Extracted material:
//! Provider Client: one HTTP POST per (model, key), classified into
//! typed errors.

use async_trait::async_trait;
use reqwest::Client;
use serde::Deserialize;
use std::panic::{catch_unwind, AssertUnwindSafe};
use std::time::Duration;
use tokio::sync::watch;
use tracing::{debug, instrument, warn};

use crate::error::{LLMApiError, LLMErrorKind};
use crate::sanitize::redact_api_keys;

/// Per-call tunables independent of the target model/key.
#[derive(Debug, Clone)]
pub struct ProviderCallConfig {
    pub max_tokens: u32,
    pub temperature: f64,
    pub timeout: Duration,
}

impl Default for ProviderCallConfig {
    fn default() -> Self {
        Self {
            max_tokens: 1024,
            temperature: 0.2,
            timeout: Duration::from_secs(60),
        }
    }
}

/// Cooperative cancellation signal threaded through the call chain.
pub type CancelSignal = watch::Receiver<bool>;

fn is_cancelled(cancel: Option<&CancelSignal>) -> bool {
    cancel.map(|c| *c.borrow()).unwrap_or(false)
}

/// Capability trait substituted by a fake in tests.
#[async_trait]
pub trait ProviderClient: Send + Sync {
    async fn complete(
        &self,
        model: &str,
        key: &str,
        prompt: &str,
        cfg: &ProviderCallConfig,
        cancel: Option<CancelSignal>,
    ) -> Result<String, LLMApiError>;
}

#[derive(Debug, Deserialize)]
struct ProviderErrorBody {
    error: ProviderErrorDetail,
}

#[derive(Debug, Deserialize, Default)]
struct ProviderErrorDetail {
    #[serde(default)]
    message: Option<String>,
    #[serde(default)]
    #[allow(dead_code)]
    r#type: Option<String>,
    #[serde(default)]
    #[allow(dead_code)]
    code: Option<String>,
    #[serde(default)]
    #[allow(dead_code)]
    metadata: Option<serde_json::Value>,
}

/// Build a `reqwest::Client` honoring `timeout`; falls back to disabling
/// proxy autodetection when constructing the client panics (observed on
/// sandboxed macOS where system-proxy lookups can abort).
fn build_http_client(timeout: Duration) -> reqwest::Client {
    let attempt = catch_unwind(AssertUnwindSafe(|| {
        Client::builder().timeout(timeout).build()
    }));

    match attempt {
        Ok(Ok(client)) => client,
        _ => Client::builder()
            .timeout(timeout)
            .no_proxy()
            .build()
            .expect("building an http client without proxy autodetection must succeed"),
    }
}

/// Classify an HTTP response into a typed [`LLMApiError`] per the §4.A
/// dispatch table. `body` is sanitized before being stored.
pub fn classify_http_error(status: u16, body: &str, retry_after: Option<u64>) -> LLMApiError {
    let sanitized_body = redact_api_keys(body);
    let message = extract_message(&sanitized_body).unwrap_or_else(|| canonical_status_text(status));

    let kind = match status {
        401 => LLMErrorKind::Authentication,
        402 => LLMErrorKind::Credits,
        429 => LLMErrorKind::RateLimit,
        _ if is_streaming_body(&sanitized_body) => LLMErrorKind::Streaming,
        _ => LLMErrorKind::Unknown,
    };

    let mut err = LLMApiError::new(message, status, sanitized_body, kind);
    if kind == LLMErrorKind::RateLimit {
        err = err.with_retry_after(retry_after.unwrap_or(0));
    }
    err
}

fn extract_message(body: &str) -> Option<String> {
    serde_json::from_str::<ProviderErrorBody>(body)
        .ok()
        .and_then(|b| b.error.message)
}

fn is_streaming_body(body: &str) -> bool {
    let lower = body.to_lowercase();
    lower.contains("stream") || lower.contains("sse")
}

fn canonical_status_text(status: u16) -> String {
    match status {
        500 => "500 Internal Server Error".to_string(),
        other => reqwest::StatusCode::from_u16(other)
            .ok()
            .and_then(|s| s.canonical_reason())
            .map(|r| format!("{other} {r}"))
            .unwrap_or_else(|| format!("HTTP {other}")),
    }
}

/// `reqwest`-backed [`ProviderClient`] implementation.
pub struct HttpProviderClient {
    http: Client,
}

impl HttpProviderClient {
    pub fn new(default_timeout: Duration) -> Self {
        Self {
            http: build_http_client(default_timeout),
        }
    }
}

impl Default for HttpProviderClient {
    fn default() -> Self {
        Self::new(Duration::from_secs(60))
    }
}

#[async_trait]
impl ProviderClient for HttpProviderClient {
    #[instrument(skip(self, key, prompt, cancel), fields(model = %model))]
    async fn complete(
        &self,
        model: &str,
        key: &str,
        prompt: &str,
        cfg: &ProviderCallConfig,
        cancel: Option<CancelSignal>,
    ) -> Result<String, LLMApiError> {
        if is_cancelled(cancel.as_ref()) {
            return Err(LLMApiError::new("cancelled", 0, String::new(), LLMErrorKind::Unknown));
        }

        let base_url = model_base_url(model);
        let url = format!("{}{}", base_url.trim_end_matches('/'), "/chat/completions");

        let body = serde_json::json!({
            "model": model,
            "messages": [{"role": "user", "content": prompt}],
            "max_tokens": cfg.max_tokens,
            "temperature": cfg.temperature,
        });

        debug!(%url, "sending provider request");

        let response = self
            .http
            .post(&url)
            .bearer_auth(key)
            .json(&body)
            .timeout(cfg.timeout)
            .send()
            .await
            .map_err(|e| {
                warn!(error = %redact_api_keys(&e.to_string()), "provider request failed");
                LLMApiError::new(
                    redact_api_keys(&e.to_string()),
                    0,
                    String::new(),
                    LLMErrorKind::Unknown,
                )
            })?;

        let status = response.status().as_u16();
        let retry_after = response
            .headers()
            .get("retry-after")
            .and_then(|v| v.to_str().ok())
            .and_then(|v| v.parse::<u64>().ok());

        let text = response.text().await.unwrap_or_default();

        if (200..300).contains(&status) {
            return Ok(text);
        }

        Err(classify_http_error(status, &text, retry_after))
    }
}

/// Base URL resolution is the caller's concern in general, but the
/// well-known openrouter/openai prefixes are recognized here so tests
/// and simple callers don't need a full config round-trip.
fn model_base_url(model: &str) -> &'static str {
    if model.contains('/') {
        crate::repository::ProviderDefaults::OPENROUTER_BASE_URL
    } else {
        crate::repository::ProviderDefaults::OPENAI_BASE_URL
    }
}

Directions: Among the lines above, count those that hold the word "LLMApiError" and give only the count.

Answer to the problem: 8